WHAT YOU SHOULD DO: Look through the listing below, and wherever a line has the string "ChunkerConfig", copy it.

INPUT FOR THIS TASK:
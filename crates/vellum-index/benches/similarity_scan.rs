use criterion::{BenchmarkId, Criterion, Throughput, criterion_group, criterion_main};
use std::hint::black_box;
use std::path::Path;
use vellum_index::chunker::{Chunk, ChunkKind, ChunkMetadata, ChunkerConfig, chunk_file};
use vellum_index::record::EmbeddingRecord;
use vellum_index::search::rank;
use vellum_llm::vector::l2_normalize;

const DIMENSIONS: usize = 384;

/// Cheap deterministic pseudo-random unit vectors.
fn vector(seed: usize) -> Vec<f32> {
    let mut state = (seed as u64).wrapping_mul(6_364_136_223_846_793_005) | 1;
    let v = (0..DIMENSIONS)
        .map(|_| {
            state = state
                .wrapping_mul(6_364_136_223_846_793_005)
                .wrapping_add(1_442_695_040_888_963_407);
            ((state >> 33) as f32 / u32::MAX as f32) - 0.25
        })
        .collect();
    l2_normalize(v)
}

fn records(count: usize) -> Vec<EmbeddingRecord> {
    (0..count)
        .map(|i| {
            let chunk = Chunk {
                text: format!("function handler{i}() {{ return {i}; }}"),
                metadata: ChunkMetadata {
                    line_start: 1,
                    line_end: 3,
                    kind: ChunkKind::Function,
                    name: Some(format!("handler{i}")),
                },
            };
            EmbeddingRecord::new(&format!("src/file{}.ts", i / 10), i % 10, chunk, "hash", vector(i))
        })
        .collect()
}

fn top_k_scan(c: &mut Criterion) {
    let mut group = c.benchmark_group("top_k_scan");
    let query = vector(usize::MAX / 7);

    for size in [1_000, 10_000, 50_000] {
        let input = records(size);
        group.throughput(Throughput::Elements(size as u64));
        group.bench_with_input(BenchmarkId::new("k5", size), &input, |b, input| {
            b.iter(|| rank(black_box(&query), input.clone(), 5));
        });
    }

    group.finish();
}

fn chunk_source(c: &mut Criterion) {
    let mut group = c.benchmark_group("chunk_file");
    let unit = "\
import { api } from './api';

export async function fetchUser(id: string) {
  const res = await api.get(`/users/${id}`);
  return res.data;
}

interface UserProps {
  id: string;
  name: string;
}
";
    for repeats in [10, 100, 1_000] {
        let input = unit.repeat(repeats);
        group.throughput(Throughput::Bytes(input.len() as u64));
        group.bench_with_input(BenchmarkId::new("typescript", repeats), &input, |b, input| {
            b.iter(|| chunk_file(Path::new("user.ts"), black_box(input), &ChunkerConfig::default()));
        });
    }

    group.finish();
}

criterion_group!(benches, top_k_scan, chunk_source);
criterion_main!(benches);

TASK OUTPUT:
use vellum_index::chunker::{Chunk, ChunkKind, ChunkMetadata, ChunkerConfig, chunk_file};
            b.iter(|| chunk_file(Path::new("user.ts"), black_box(input), &ChunkerConfig::default()));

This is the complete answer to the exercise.